Concurrency in Java^L

The Java language has supported concurrency from the very start. However, the concurrency constructs have undergone modification; in particular, several dangerous constructs have been deprecated (dropped from the language). The latest version (1.5) has an extensive library of concurrency constructs java.util.concurrent, designed by a team led by Doug Lea. For more information on this library see the Java documentation and [44]. Lea’s book explains how to integrate concurrency within the framework of object-oriented design and programming—a topic not covered in this book.
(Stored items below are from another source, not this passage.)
//! Configuration for glint: projects, runtime settings and effect configs.
//!
//! # Features
//!
//! - **Versioned effect configs**: [`EffectConfig`] upgrades older layouts at
//!   load time through per-kind migrations
//! - **Graph descriptions**: [`GraphDescription`] captures a live
//!   [`FilterGraph`](glint_core::FilterGraph) and rebuilds it with the same ids
//! - **Projects**: [`ProjectFile`] holds 127 slots, named scenes and the
//!   preview slot
//! - **Runtime**: [`RuntimeConfig`] with frame rate, supervision timeouts and
//!   output devices
//! - **Validation**: check descriptions against the registry before building
//! - **Paths**: platform-specific config and project directories
//!
//! # Example
//!
//! ```rust,no_run
//! use glint_config::{ProjectFile, RuntimeConfig, SlotId};
//! use glint_registry::EffectRegistry;
//!
//! let runtime = RuntimeConfig::load("runtime.toml").unwrap();
//! runtime.validate().unwrap();
//!
//! let project = ProjectFile::load("project.toml").unwrap();
//! let registry = EffectRegistry::new();
//! project.validate(&registry).unwrap();
//!
//! let slot = SlotId::new(0).unwrap();
//! if let Some(entry) = project.slot(slot) {
//!     let graph = entry.graph.build(&registry).unwrap();
//!     println!("{} nodes", graph.node_count());
//! }
//! ```

mod effect_config;
mod error;
mod graph_description;
mod project_file;
mod runtime;

/// Platform-specific paths for projects and configuration.
pub mod paths;

/// Graph and effect validation.
pub mod validation;

pub use effect_config::{CURRENT_VERSION, EffectConfig};
pub use error::ConfigError;
pub use graph_description::{GraphDescription, NodeDescription, SourceDescription};
pub use paths::{
    default_runtime_config, default_shm_dir, find_project, list_user_projects, user_config_dir,
    user_projects_dir,
};
pub use project_file::{NUM_SLOTS, ProjectFile, Scene, SlotEntry, SlotId};
pub use runtime::{DeviceConfig, DeviceKind, RuntimeConfig};
pub use validation::{
    ValidationError, ValidationResult, validate_effect_config, validate_graph,
    validate_source_config,
};
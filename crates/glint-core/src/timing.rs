//! Rolling min/max/average of per-node execution time.

use std::time::Duration;

/// Number of samples after which a [`Timing`] window restarts.
pub const TIMING_WINDOW: u32 = 100;

/// Min, max and running average over a window of [`TIMING_WINDOW`] samples.
///
/// When the window is full, the next sample starts a fresh window so the
/// stats follow recent behavior rather than the whole session.
#[derive(Debug, Clone, Copy, Default, PartialEq)]
pub struct Timing {
    min: Duration,
    max: Duration,
    avg: Duration,
    count: u32,
}

impl Timing {
    /// Records one sample.
    pub fn record(&mut self, sample: Duration) {
        if self.count % TIMING_WINDOW == 0 {
            self.min = sample;
            self.max = sample;
            self.avg = sample;
            self.count = 0;
        } else {
            self.min = self.min.min(sample);
            self.max = self.max.max(sample);
            let total = self.avg.as_secs_f64() * f64::from(self.count) + sample.as_secs_f64();
            self.avg = Duration::from_secs_f64(total / f64::from(self.count + 1));
        }
        self.count = (self.count + 1).min(TIMING_WINDOW);
    }

    /// Smallest sample in the current window.
    pub fn min(&self) -> Duration {
        self.min
    }

    /// Largest sample in the current window.
    pub fn max(&self) -> Duration {
        self.max
    }

    /// Average of the current window.
    pub fn avg(&self) -> Duration {
        self.avg
    }

    /// Samples in the current window.
    pub fn count(&self) -> u32 {
        self.count
    }
}

impl core::fmt::Display for Timing {
    fn fmt(&self, f: &mut core::fmt::Formatter<'_>) -> core::fmt::Result {
        write!(
            f,
            "min {:.6}s, max {:.6}s, avg {:.6}s",
            self.min.as_secs_f64(),
            self.max.as_secs_f64(),
            self.avg.as_secs_f64()
        )
    }
}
The Java language supports concurrency through objects of type Thread. You can write your own classes that extend this type as shown in Listing 2.4. Within a class that extends Thread, you have to define a method called run that contains the code to be run by this process. Once the class has been defined, you can define fields of this type and assign to them objects created by allocators (lines 11–12). However, allocation and construction of a Thread object do not cause the thread to run. You must explicitly call the start method on the object (lines 13–14), which in turn will call the run method.

The global variable n is declared to be static so that we will have one copy that is shared by all of the objects declared to be of this class. The main method of the class is used to allocate and initiate the two processes; we then use the join method to wait for termination of the processes so that we can print out the value of n. Invocations of most thread methods require that you catch (or throw) InterruptedException.
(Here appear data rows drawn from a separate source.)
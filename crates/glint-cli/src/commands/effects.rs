//! Effect and modulation source listing command.

use clap::Args;
use glint_core::{ParamDescriptor, ParamKind};
use glint_registry::EffectRegistry;

#[derive(Args)]
pub struct EffectsArgs {
    /// Show the parameter table of one effect or source
    #[arg(value_name = "KIND")]
    kind: Option<String>,
}

pub fn run(args: EffectsArgs) -> anyhow::Result<()> {
    let registry = EffectRegistry::new();

    let Some(kind) = &args.kind else {
        println!("Effects");
        println!("=======");
        println!();
        for effect in registry.all_effects() {
            println!("  {:14} {:12} {}", effect.id, effect.category.name(), effect.description);
        }
        println!();
        println!("Modulation sources");
        println!("==================");
        println!();
        for source in registry.all_sources() {
            println!("  {:28} {}", source.id, source.description);
        }
        println!();
        println!("Use 'glint effects <kind>' for parameter details.");
        return Ok(());
    };

    let (descriptor, params) = if let Some(effect) = registry.create(kind) {
        (registry.get(kind), effect.param_table())
    } else if let Some(source) = registry.create_source(kind) {
        (registry.get_source(kind), source.param_table())
    } else {
        anyhow::bail!("Unknown effect or source: {kind}");
    };

    let title = descriptor.map_or(kind.as_str(), |d| d.name);
    println!("{title}");
    println!("{}", "=".repeat(title.len()));
    if let Some(descriptor) = descriptor {
        println!();
        println!("{}", descriptor.description);
    }
    println!();
    if params.is_empty() {
        println!("No parameters.");
        return Ok(());
    }
    println!("  {:14}  {:10}  {:24}  Description", "Name", "Default", "Range");
    println!("  {:14}  {:10}  {:24}  -----------", "----", "-------", "-----");
    for param in &params {
        println!(
            "  {:14}  {:10}  {:24}  {}",
            param.name,
            default_label(param),
            range_label(param),
            param.help
        );
    }
    Ok(())
}

fn default_label(param: &ParamDescriptor) -> String {
    match param.kind {
        ParamKind::Continuous { default, .. } => format!("{default}"),
        ParamKind::Choice { options, default } => options.get(default).copied().unwrap_or("?").to_string(),
    }
}

fn range_label(param: &ParamDescriptor) -> String {
    match param.kind {
        ParamKind::Continuous { min, max, .. } => format!("{min} .. {max}"),
        ParamKind::Choice { options, .. } => options.join(" | "),
    }
}
//! Graph node: one effect plus its input/output slots and parameter layers.
//!
//! A node keeps two parameter layers on top of the effect:
//!
//! - **base** values, the persisted state edited by users and configs;
//! - per-frame **offsets** written by modulations.
//!
//! The effect always sees `clamp(min, max, base + offset)`. Resetting the
//! offsets restores the base value, so modulation never leaks into saved
//! state.

use crate::effect::{Effect, EffectState};
use crate::signal::{OutputSize, SignalSlot};
use crate::timing::Timing;

use super::ids::{ConnectionId, NodeId};

/// One effect instance inside a [`FilterGraph`](super::FilterGraph).
pub struct Node {
    pub(crate) id: NodeId,
    pub(crate) effect: Box<dyn Effect>,
    pub(crate) inputs: Vec<SignalSlot>,
    pub(crate) outputs: Vec<SignalSlot>,
    /// Connections whose `to_node` is this node, in insertion order.
    pub(crate) incoming: Vec<ConnectionId>,
    /// Resolved output size; `None` until size propagation reaches the node.
    pub(crate) size: Option<OutputSize>,
    base: Vec<f32>,
    offsets: Vec<Option<f32>>,
    pub(crate) update_timing: Timing,
    pub(crate) process_timing: Timing,
}

impl Node {
    pub(crate) fn new(id: NodeId, effect: Box<dyn Effect>) -> Self {
        let count = effect.param_count();
        let base = (0..count).map(|i| effect.get_param(i)).collect();
        Self {
            id,
            inputs: vec![None; effect.num_input_channels()],
            outputs: vec![None; effect.num_output_channels()],
            incoming: Vec::new(),
            size: None,
            base,
            offsets: vec![None; count],
            update_timing: Timing::default(),
            process_timing: Timing::default(),
            effect,
        }
    }

    /// Node id.
    pub fn id(&self) -> NodeId {
        self.id
    }

    /// The wrapped effect.
    pub fn effect(&self) -> &dyn Effect {
        self.effect.as_ref()
    }

    /// Effect kind id.
    pub fn kind(&self) -> &'static str {
        self.effect.kind()
    }

    /// Input slots as seen by the last `process`.
    pub fn inputs(&self) -> &[SignalSlot] {
        &self.inputs
    }

    /// Output slots written by the last `process`.
    pub fn outputs(&self) -> &[SignalSlot] {
        &self.outputs
    }

    /// Resolved output size, `None` if the node is not sized.
    pub fn output_size(&self) -> Option<OutputSize> {
        self.size
    }

    /// Update-phase timing (filled when the graph records timings).
    pub fn update_timing(&self) -> &Timing {
        &self.update_timing
    }

    /// Process-phase timing (filled when the graph records timings).
    pub fn process_timing(&self) -> &Timing {
        &self.process_timing
    }

    /// Index of a named parameter.
    pub fn param_index(&self, name: &str) -> Option<usize> {
        self.effect.find_param_by_name(name)
    }

    /// Persisted base value of a parameter.
    pub fn base_value(&self, name: &str) -> Option<f32> {
        self.param_index(name).map(|i| self.base[i])
    }

    /// Value the effect currently sees (base plus offset, clamped).
    pub fn parameter_value(&self, name: &str) -> Option<f32> {
        self.param_index(name).map(|i| self.effect.get_param(i))
    }

    /// Offset currently applied to a parameter; `0.0` when unmodulated.
    pub fn parameter_offset(&self, name: &str) -> f32 {
        self.param_index(name)
            .map(|i| self.offset_at(i))
            .unwrap_or(0.0)
    }

    /// Sets the offset of a named parameter and returns the clamped value.
    ///
    /// Returns `None` for unknown parameter names.
    pub fn set_parameter_offset(&mut self, name: &str, offset: f32) -> Option<f32> {
        let index = self.param_index(name)?;
        Some(self.set_offset_at(index, offset))
    }

    /// Drops every offset and restores the base values.
    pub fn reset_parameter_offsets(&mut self) {
        for index in 0..self.offsets.len() {
            if self.offsets[index].take().is_some() {
                self.effect.set_param(index, self.base[index]);
            }
        }
    }

    /// Snapshot of the effect with base (unmodulated) parameter values.
    pub fn state(&self) -> EffectState {
        let mut state = EffectState::capture(self.effect.as_ref());
        for (i, value) in self.base.iter().enumerate() {
            if let Some(desc) = self.effect.param_info(i) {
                state.params.insert(desc.name.to_string(), *value);
            }
        }
        state
    }

    pub(crate) fn base_at(&self, index: usize) -> f32 {
        self.base.get(index).copied().unwrap_or(0.0)
    }

    pub(crate) fn offset_at(&self, index: usize) -> f32 {
        self.offsets.get(index).copied().flatten().unwrap_or(0.0)
    }

    /// Writes a new base value; any active offset stays layered on top.
    pub(crate) fn set_base_at(&mut self, index: usize, value: f32) -> f32 {
        let Some(desc) = self.effect.param_info(index) else {
            return 0.0;
        };
        let clamped = desc.clamp(value);
        self.base[index] = clamped;
        let effective = desc.clamp(clamped + self.offset_at(index));
        self.effect.set_param(index, effective);
        clamped
    }

    pub(crate) fn set_offset_at(&mut self, index: usize, offset: f32) -> f32 {
        let Some(desc) = self.effect.param_info(index) else {
            return 0.0;
        };
        self.offsets[index] = Some(offset);
        let effective = desc.clamp(self.base[index] + offset);
        self.effect.set_param(index, effective);
        effective
    }

    pub(crate) fn clear_offset_at(&mut self, index: usize) {
        if self.offsets.get_mut(index).and_then(Option::take).is_some() {
            self.effect.set_param(index, self.base[index]);
        }
    }

    pub(crate) fn clear_slots(&mut self) {
        self.inputs.iter_mut().for_each(|s| *s = None);
        self.outputs.iter_mut().for_each(|s| *s = None);
    }
}

impl core::fmt::Debug for Node {
    fn fmt(&self, f: &mut core::fmt::Formatter<'_>) -> core::fmt::Result {
        f.debug_struct("Node")
            .field("id", &self.id)
            .field("kind", &self.effect.kind())
            .field("size", &self.size)
            .finish_non_exhaustive()
    }
}
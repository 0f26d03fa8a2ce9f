//! Two-input blend.

use glint_core::{
    Effect, EffectError, MAX_CHANNEL_VALUE, OutputSize, ParamDescriptor, ParameterInfo,
    PixelBuffer, SignalSlot, input_pixels, pixel_output,
};

const MODES: &[&str] = &["add", "max", "multiply"];

/// How [`Combine`] merges its inputs.
#[derive(Clone, Copy, Debug, Default, PartialEq, Eq)]
pub enum BlendMode {
    /// Channel-wise sum, clamped.
    #[default]
    Add,
    /// Channel-wise maximum.
    Max,
    /// Channel-wise product normalized to `[0, 255]`.
    Multiply,
}

impl BlendMode {
    fn from_index(index: usize) -> Self {
        match index {
            1 => BlendMode::Max,
            2 => BlendMode::Multiply,
            _ => BlendMode::Add,
        }
    }

    fn to_index(self) -> usize {
        match self {
            BlendMode::Add => 0,
            BlendMode::Max => 1,
            BlendMode::Multiply => 2,
        }
    }

    fn blend(self, a: f32, b: f32) -> f32 {
        let v = match self {
            BlendMode::Add => a + b,
            BlendMode::Max => a.max(b),
            BlendMode::Multiply => a * b / MAX_CHANNEL_VALUE,
        };
        v.clamp(0.0, MAX_CHANNEL_VALUE)
    }
}

/// Blends input 0 and input 1 into one frame.
///
/// With only one input present that input is passed through; with none the
/// output is empty.
#[derive(Debug, Clone, Default)]
pub struct Combine {
    mode: BlendMode,
}

impl Combine {
    /// Create a combiner with the given mode.
    pub fn new(mode: BlendMode) -> Self {
        Self { mode }
    }

    /// Current mode.
    pub fn mode(&self) -> BlendMode {
        self.mode
    }
}

impl Effect for Combine {
    fn kind(&self) -> &'static str {
        "combine"
    }

    fn num_input_channels(&self) -> usize {
        2
    }

    fn num_output_channels(&self) -> usize {
        1
    }

    fn process(
        &mut self,
        inputs: &[SignalSlot],
        outputs: &mut [SignalSlot],
        size: OutputSize,
    ) -> Result<(), EffectError> {
        let a = input_pixels(inputs, 0)?;
        let b = input_pixels(inputs, 1)?;
        outputs[0] = match (a, b) {
            (None, None) => None,
            (Some(_), None) => inputs[0].clone(),
            (None, Some(_)) => inputs[1].clone(),
            (Some(a), Some(b)) => {
                let mut out = PixelBuffer::new(size);
                for c in 0..3 {
                    let (ca, cb) = (a.channel(c), b.channel(c));
                    for (i, v) in out.channel_mut(c).iter_mut().enumerate() {
                        let x = ca.get(i).copied().unwrap_or(0.0);
                        let y = cb.get(i).copied().unwrap_or(0.0);
                        *v = self.mode.blend(x, y);
                    }
                }
                pixel_output(out)
            }
        };
        Ok(())
    }
}

impl ParameterInfo for Combine {
    fn param_count(&self) -> usize {
        1
    }

    fn param_info(&self, index: usize) -> Option<ParamDescriptor> {
        (index == 0).then(|| {
            ParamDescriptor::choice("mode", MODES, 0)
                .with_help("Blend mode for combining input 0 and input 1.")
        })
    }

    fn get_param(&self, index: usize) -> f32 {
        if index == 0 { self.mode.to_index() as f32 } else { 0.0 }
    }

    fn set_param(&mut self, index: usize, value: f32) {
        if index == 0 {
            self.mode = BlendMode::from_index(value.max(0.0).round() as usize);
        }
    }
}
If you run this program, you will almost certainly get the answer 20, because it is highly unlikely that there will be a context switch from one task to another during the loop. You can artificially introduce context switches between between the two assignment statements of the loop: static method Thread.yield () causes the currently executing thread to temporarily cease execution, thus allowing other threads to execute.

Since Java does not have multiple inheritance, it is usually not a good idea to extend the class Thread as this will prevent extending any other class. Instead, any class can contain a thread by implementing the interface Runnable:

class Count extends JFrame implements Runnable {
   public void run() { . . . }
}

Threads are created from Runnable objects as follows:

Count count = new Count();
Thread t1 = new Thread(count);

or simply:

Thread t1 = new Thread(new Count());

Volatile

A variable can be declared as volatile (Section 2.9):

volatile int n = 0;

Variables of primitive types except long and double are atomic, and long and double are also atomic if they are declared to be volatile. A reference variable is atomic, but that does not mean that the object pointed to is atomic. Similarly, if a reference variable is declared as volatile it does not follow that the object pointed to is volatile. Arrays can be declared as volatile, but not components of an array.
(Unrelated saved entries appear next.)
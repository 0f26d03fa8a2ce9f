//! Filter graph: mutation API, cycle detection, scheduling and frame execution.
//!
//! [`FilterGraph`] owns every node, connection, modulation source and
//! modulation by id. Cross references are ids resolved through the graph;
//! there are no back-pointers.
//!
//! Structural mutations validate first and only then change state, so a
//! rejected call leaves the graph untouched. After every structural change
//! the execution order and per-node sizes are re-derived.

use std::collections::{BTreeMap, HashMap};
use std::time::Instant;

#[cfg(feature = "parallel")]
use rayon::prelude::*;

use crate::effect::{Effect, EffectState};
use crate::modulation::{Modulation, ModulationSource, ModulationSourceNode, ModulationTarget};
use crate::signal::{FrameContext, OutputSize, PixelBuffer, SignalSlot};
use crate::timing::Timing;

use super::change::{ChangeListener, GraphChange, ListenerId};
use super::connection::Connection;
use super::error::{GraphError, NodeExecutionError, Phase};
use super::ids::{ConnectionId, ModulationId, ModulationSourceId, NodeId};
use super::node::Node;
use super::schedule::discovery_order;

/// Per-node timing report entry.
#[derive(Debug, Clone, Copy)]
pub struct NodeTiming {
    /// Node id.
    pub node: NodeId,
    /// Effect kind.
    pub kind: &'static str,
    /// Update-phase timing.
    pub update: Timing,
    /// Process-phase timing.
    pub process: Timing,
}

/// Dataflow graph of effects feeding one output sink.
///
/// # Usage
///
/// 1. Create a graph with [`new()`](Self::new)
/// 2. Add nodes with [`add_node()`](Self::add_node); at most one may be a sink
/// 3. Connect channels with [`add_connection()`](Self::add_connection)
/// 4. Size the sink with [`propagate_num_pixels()`](Self::propagate_num_pixels)
/// 5. Run frames with [`tick()`](Self::tick)
pub struct FilterGraph {
    nodes: Vec<Option<Node>>,
    /// Vacant entries of `nodes`, reused before the vector grows.
    free: Vec<usize>,
    index: HashMap<NodeId, usize>,
    connections: Vec<Connection>,
    sources: Vec<ModulationSourceNode>,
    modulations: Vec<Modulation>,
    sink: Option<NodeId>,
    sink_size: Option<OutputSize>,
    order: Vec<NodeId>,
    pruned: Vec<NodeId>,
    listeners: Vec<(ListenerId, Box<dyn ChangeListener>)>,
    next_listener: u32,
    parallel_update: bool,
    record_timings: bool,
    all_update_timing: Timing,
}

impl Default for FilterGraph {
    fn default() -> Self {
        Self::new()
    }
}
Example 2.5. A Promela program for the counting algorithm

 1  #include "for.h"
 2  #define TIMES 10
 3  byte  n = 0;
 4  proctype P() {
 5     byte temp;
 6     for (i ,1, TIMES)
 7         temp = n;
 8         n = temp + 1
 9     rof (i)
10  }
11  init {
12      atomic {
13         run P();
14         run P()
15      }
16      (_nr_pr == 1);
17      printf ("MSC: The value is %d
", n)
18  }

Writing Concurrent Programs in Promela^L

Promela is the model specification language of the model checker Spin, which will be described in Chapter 4. Here we describe enough of the syntax and semantics of the Promela language to write a program for Algorithm 2.9.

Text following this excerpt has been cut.